* _Stored items_
============

// This code is part of paulidecomp.
//
// (C) Copyright the paulidecomp developers 2026
//
// This code is licensed under the Apache License, Version 2.0. You may
// obtain a copy of this license in the LICENSE.txt file in the root directory
// of this source tree or at http://www.apache.org/licenses/LICENSE-2.0.
//
// Any modifications or derivative works of this code must retain this
// copyright notice, and modified files need to carry a notice indicating
// that they have been altered from the originals.

//! Per-coefficient evaluation by a Gray-code recurrence over the contributing matrix elements.
//!
//! The Pauli matrix `P` of a label has exactly one non-zero in each row: row `i` has it in column
//! `i ^ mask`, where `mask` marks the qubits carrying an X or a Y.  The coefficient is therefore
//!
//! ```text
//!     Tr(P M) / dim = (1 / dim) * sum_i  P[i, i ^ mask] * M[i ^ mask, i]
//! ```
//!
//! and `P[i, i ^ mask]` is a product of one single-qubit matrix element per qubit.  Visiting the
//! rows in Gray-code order means exactly one of those factors changes between consecutive rows, so
//! we update the running product with one multiply and one divide rather than recomputing all
//! `num_qubits` factors.  Every single-qubit Pauli element on the non-zero pattern has unit
//! modulus, so the divisor is never zero.

use ndarray::ArrayView2;
use num_complex::Complex64;
use rayon::prelude::*;

use crate::bit_ops::{bit_at, changed_bit, gray_code};
use crate::pauli::{PAULI_MATRICES, num_labels, pauli_flag, xy_mask};
use crate::util::C_ONE;
use crate::{DecomposeError, check_labels, num_qubits_of, run_in_parallel};

/// The factor contributed by `qubit` to the non-zero element in row `row` of the Pauli matrix for
/// `label`.
#[inline(always)]
fn pauli_element(label: usize, qubit: u32, row: usize, mask: usize) -> Complex64 {
    let a = bit_at(row, qubit);
    let b = a ^ bit_at(mask, qubit);
    PAULI_MATRICES[pauli_flag(label, qubit)][a][b]
}

/// The full product of single-qubit elements for row `row`, evaluated from scratch.
#[inline]
fn row_factor(label: usize, row: usize, mask: usize, num_qubits: usize) -> Complex64 {
    (0..num_qubits as u32).fold(C_ONE, |factor, qubit| {
        factor * pauli_element(label, qubit, row, mask)
    })
}

/// The coefficient of a single label.  The operator must already be validated.
pub(crate) fn pauli_coeff(
    label: usize,
    operator: &ArrayView2<Complex64>,
    num_qubits: usize,
) -> Complex64 {
    let dim = 1usize << num_qubits;
    let mask = xy_mask(label, num_qubits);

    let mut factor = row_factor(label, 0, mask, num_qubits);
    let mut coeff = factor * operator[[mask, 0]];

    let mut prev = 0;
    for k in 1..dim {
        let row = gray_code(k);
        let qubit = changed_bit(row, prev);
        let new = pauli_element(label, qubit, row, mask);
        let old = pauli_element(label, qubit, prev, mask);
        factor *= new / old;
        coeff += factor * operator[[row ^ mask, row]];
        prev = row;
    }
    coeff / dim as f64
}

/// Compute every coefficient of the Pauli decomposition of `operator`.
///
/// The output has `4 ** num_qubits` entries indexed by label.
pub fn decompose(operator: ArrayView2<Complex64>) -> Result<Vec<Complex64>, DecomposeError> {
    let num_qubits = num_qubits_of(&operator)?;
    let num_coeffs = num_labels(num_qubits);
    let coeff_fn = |label: usize| pauli_coeff(label, &operator, num_qubits);
    if run_in_parallel(num_qubits) {
        Ok((0..num_coeffs).into_par_iter().map(coeff_fn).collect())
    } else {
        Ok((0..num_coeffs).map(coeff_fn).collect())
    }
}

/// Compute only the coefficients of the given labels, in order.  Repeated labels are allowed.
pub fn inner_products(
    operator: ArrayView2<Complex64>,
    labels: &[usize],
) -> Result<Vec<Complex64>, DecomposeError> {
    let num_qubits = check_labels(&operator, labels)?;
    let coeff_fn = |&label: &usize| pauli_coeff(label, &operator, num_qubits);
    if run_in_parallel(num_qubits) {
        Ok(labels.par_iter().map(coeff_fn).collect())
    } else {
        Ok(labels.iter().map(coeff_fn).collect())
    }
}

#[cfg(test)]
mod tests {
    use approx::AbsDiffEq;
    use ndarray::{Array2, aview2};

    use super::*;
    use crate::pauli::label_from_str;
    use crate::util::{C_ZERO, c64};

    /// The slow variant: evaluate every row's factor independently.
    fn slow_coeff(
        label: usize,
        operator: &ArrayView2<Complex64>,
        num_qubits: usize,
    ) -> Complex64 {
        let dim = 1usize << num_qubits;
        let mask = xy_mask(label, num_qubits);
        (0..dim)
            .map(|row| row_factor(label, row, mask, num_qubits) * operator[[row ^ mask, row]])
            .sum::<Complex64>()
            / dim as f64
    }

    fn test_operator(num_qubits: usize) -> Array2<Complex64> {
        let dim = 1 << num_qubits;
        Array2::from_shape_fn((dim, dim), |(i, j)| {
            c64(((3 * i + j) % 7) as f64 - 2.5, ((i * j + 1) % 5) as f64 * 0.5)
        })
    }

    #[test]
    fn recurrence_matches_direct_evaluation() {
        let num_qubits = 3;
        let op = test_operator(num_qubits);
        for label in 0..num_labels(num_qubits) {
            let fast = pauli_coeff(label, &op.view(), num_qubits);
            let slow = slow_coeff(label, &op.view(), num_qubits);
            assert!(fast.abs_diff_eq(&slow, 1e-12), "label {label}");
        }
    }

    #[test]
    fn decompose_0q_operator() {
        let coeff = c64(1.5, -0.5);
        let arr = [[coeff]];
        assert_eq!(decompose(aview2(&arr)).unwrap(), vec![coeff]);
    }

    #[test]
    fn decompose_pauli_z() {
        let arr = [[c64(1, 0), C_ZERO], [C_ZERO, c64(-1, 0)]];
        let out = decompose(aview2(&arr)).unwrap();
        assert_eq!(out, vec![C_ZERO, C_ZERO, C_ZERO, c64(1, 0)]);
    }

    #[test]
    fn decompose_pauli_y() {
        let arr = [[C_ZERO, c64(0, -1)], [c64(0, 1), C_ZERO]];
        let out = decompose(aview2(&arr)).unwrap();
        assert_eq!(out, vec![C_ZERO, C_ZERO, c64(1, 0), C_ZERO]);
    }

    #[test]
    fn inner_products_of_tensor_product() {
        // X on qubit 1, Z on qubit 0: rows |q1 q0>.
        let arr = [
            [C_ZERO, C_ZERO, c64(1, 0), C_ZERO],
            [C_ZERO, C_ZERO, C_ZERO, c64(-1, 0)],
            [c64(1, 0), C_ZERO, C_ZERO, C_ZERO],
            [C_ZERO, c64(-1, 0), C_ZERO, C_ZERO],
        ];
        let xz = label_from_str("XZ").unwrap();
        let zx = label_from_str("ZX").unwrap();
        let out = inner_products(aview2(&arr), &[xz, zx, xz, 0]).unwrap();
        assert_eq!(out, vec![c64(1, 0), C_ZERO, c64(1, 0), C_ZERO]);
    }

    #[test]
    fn out_of_range_label_fails() {
        let arr = [[C_ZERO, C_ZERO], [C_ZERO, C_ZERO]];
        assert!(matches!(
            inner_products(aview2(&arr), &[4]),
            Err(DecomposeError::LabelOutOfRange { label: 4, .. })
        ));
    }
}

============

* _Exercise_
Every entry shown earlier is to be returned exactly, line for line.

* _Task answer_
// This code is part of paulidecomp.
//
// (C) Copyright the paulidecomp developers 2026
//
// This code is licensed under the Apache License, Version 2.0. You may
// obtain a copy of this license in the LICENSE.txt file in the root directory
// of this source tree or at http://www.apache.org/licenses/LICENSE-2.0.
//
// Any modifications or derivative works of this code must retain this
// copyright notice, and modified files need to carry a notice indicating
// that they have been altered from the originals.

//! Per-coefficient evaluation by a Gray-code recurrence over the contributing matrix elements.
//!
//! The Pauli matrix `P` of a label has exactly one non-zero in each row: row `i` has it in column
//! `i ^ mask`, where `mask` marks the qubits carrying an X or a Y.  The coefficient is therefore
//!
//! ```text
//!     Tr(P M) / dim = (1 / dim) * sum_i  P[i, i ^ mask] * M[i ^ mask, i]
//! ```
//!
//! and `P[i, i ^ mask]` is a product of one single-qubit matrix element per qubit.  Visiting the
//! rows in Gray-code order means exactly one of those factors changes between consecutive rows, so
//! we update the running product with one multiply and one divide rather than recomputing all
//! `num_qubits` factors.  Every single-qubit Pauli element on the non-zero pattern has unit
//! modulus, so the divisor is never zero.

use ndarray::ArrayView2;
use num_complex::Complex64;
use rayon::prelude::*;

use crate::bit_ops::{bit_at, changed_bit, gray_code};
use crate::pauli::{PAULI_MATRICES, num_labels, pauli_flag, xy_mask};
use crate::util::C_ONE;
use crate::{DecomposeError, check_labels, num_qubits_of, run_in_parallel};

/// The factor contributed by `qubit` to the non-zero element in row `row` of the Pauli matrix for
/// `label`.
#[inline(always)]
fn pauli_element(label: usize, qubit: u32, row: usize, mask: usize) -> Complex64 {
    let a = bit_at(row, qubit);
    let b = a ^ bit_at(mask, qubit);
    PAULI_MATRICES[pauli_flag(label, qubit)][a][b]
}

/// The full product of single-qubit elements for row `row`, evaluated from scratch.
#[inline]
fn row_factor(label: usize, row: usize, mask: usize, num_qubits: usize) -> Complex64 {
    (0..num_qubits as u32).fold(C_ONE, |factor, qubit| {
        factor * pauli_element(label, qubit, row, mask)
    })
}

/// The coefficient of a single label.  The operator must already be validated.
pub(crate) fn pauli_coeff(
    label: usize,
    operator: &ArrayView2<Complex64>,
    num_qubits: usize,
) -> Complex64 {
    let dim = 1usize << num_qubits;
    let mask = xy_mask(label, num_qubits);

    let mut factor = row_factor(label, 0, mask, num_qubits);
    let mut coeff = factor * operator[[mask, 0]];

    let mut prev = 0;
    for k in 1..dim {
        let row = gray_code(k);
        let qubit = changed_bit(row, prev);
        let new = pauli_element(label, qubit, row, mask);
        let old = pauli_element(label, qubit, prev, mask);
        factor *= new / old;
        coeff += factor * operator[[row ^ mask, row]];
        prev = row;
    }
    coeff / dim as f64
}

/// Compute every coefficient of the Pauli decomposition of `operator`.
///
/// The output has `4 ** num_qubits` entries indexed by label.
pub fn decompose(operator: ArrayView2<Complex64>) -> Result<Vec<Complex64>, DecomposeError> {
    let num_qubits = num_qubits_of(&operator)?;
    let num_coeffs = num_labels(num_qubits);
    let coeff_fn = |label: usize| pauli_coeff(label, &operator, num_qubits);
    if run_in_parallel(num_qubits) {
        Ok((0..num_coeffs).into_par_iter().map(coeff_fn).collect())
    } else {
        Ok((0..num_coeffs).map(coeff_fn).collect())
    }
}

/// Compute only the coefficients of the given labels, in order.  Repeated labels are allowed.
pub fn inner_products(
    operator: ArrayView2<Complex64>,
    labels: &[usize],
) -> Result<Vec<Complex64>, DecomposeError> {
    let num_qubits = check_labels(&operator, labels)?;
    let coeff_fn = |&label: &usize| pauli_coeff(label, &operator, num_qubits);
    if run_in_parallel(num_qubits) {
        Ok(labels.par_iter().map(coeff_fn).collect())
    } else {
        Ok(labels.iter().map(coeff_fn).collect())
    }
}

#[cfg(test)]
mod tests {
    use approx::AbsDiffEq;
    use ndarray::{Array2, aview2};

    use super::*;
    use crate::pauli::label_from_str;
    use crate::util::{C_ZERO, c64};

    /// The slow variant: evaluate every row's factor independently.
    fn slow_coeff(
        label: usize,
        operator: &ArrayView2<Complex64>,
        num_qubits: usize,
    ) -> Complex64 {
        let dim = 1usize << num_qubits;
        let mask = xy_mask(label, num_qubits);
        (0..dim)
            .map(|row| row_factor(label, row, mask, num_qubits) * operator[[row ^ mask, row]])
            .sum::<Complex64>()
            / dim as f64
    }

    fn test_operator(num_qubits: usize) -> Array2<Complex64> {
        let dim = 1 << num_qubits;
        Array2::from_shape_fn((dim, dim), |(i, j)| {
            c64(((3 * i + j) % 7) as f64 - 2.5, ((i * j + 1) % 5) as f64 * 0.5)
        })
    }

    #[test]
    fn recurrence_matches_direct_evaluation() {
        let num_qubits = 3;
        let op = test_operator(num_qubits);
        for label in 0..num_labels(num_qubits) {
            let fast = pauli_coeff(label, &op.view(), num_qubits);
            let slow = slow_coeff(label, &op.view(), num_qubits);
            assert!(fast.abs_diff_eq(&slow, 1e-12), "label {label}");
        }
    }

    #[test]
    fn decompose_0q_operator() {
        let coeff = c64(1.5, -0.5);
        let arr = [[coeff]];
        assert_eq!(decompose(aview2(&arr)).unwrap(), vec![coeff]);
    }

    #[test]
    fn decompose_pauli_z() {
        let arr = [[c64(1, 0), C_ZERO], [C_ZERO, c64(-1, 0)]];
        let out = decompose(aview2(&arr)).unwrap();
        assert_eq!(out, vec![C_ZERO, C_ZERO, C_ZERO, c64(1, 0)]);
    }

    #[test]
    fn decompose_pauli_y() {
        let arr = [[C_ZERO, c64(0, -1)], [c64(0, 1), C_ZERO]];
        let out = decompose(aview2(&arr)).unwrap();
        assert_eq!(out, vec![C_ZERO, C_ZERO, c64(1, 0), C_ZERO]);
    }

    #[test]
    fn inner_products_of_tensor_product() {
        // X on qubit 1, Z on qubit 0: rows |q1 q0>.
        let arr = [
            [C_ZERO, C_ZERO, c64(1, 0), C_ZERO],
            [C_ZERO, C_ZERO, C_ZERO, c64(-1, 0)],
            [c64(1, 0), C_ZERO, C_ZERO, C_ZERO],
            [C_ZERO, c64(-1, 0), C_ZERO, C_ZERO],
        ];
        let xz = label_from_str("XZ").unwrap();
        let zx = label_from_str("ZX").unwrap();
        let out = inner_products(aview2(&arr), &[xz, zx, xz, 0]).unwrap();
        assert_eq!(out, vec![c64(1, 0), C_ZERO, c64(1, 0), C_ZERO]);
    }

    #[test]
    fn out_of_range_label_fails() {
        let arr = [[C_ZERO, C_ZERO], [C_ZERO, C_ZERO]];
        assert!(matches!(
            inner_products(aview2(&arr), &[4]),
            Err(DecomposeError::LabelOutOfRange { label: 4, .. })
        ));
    }
}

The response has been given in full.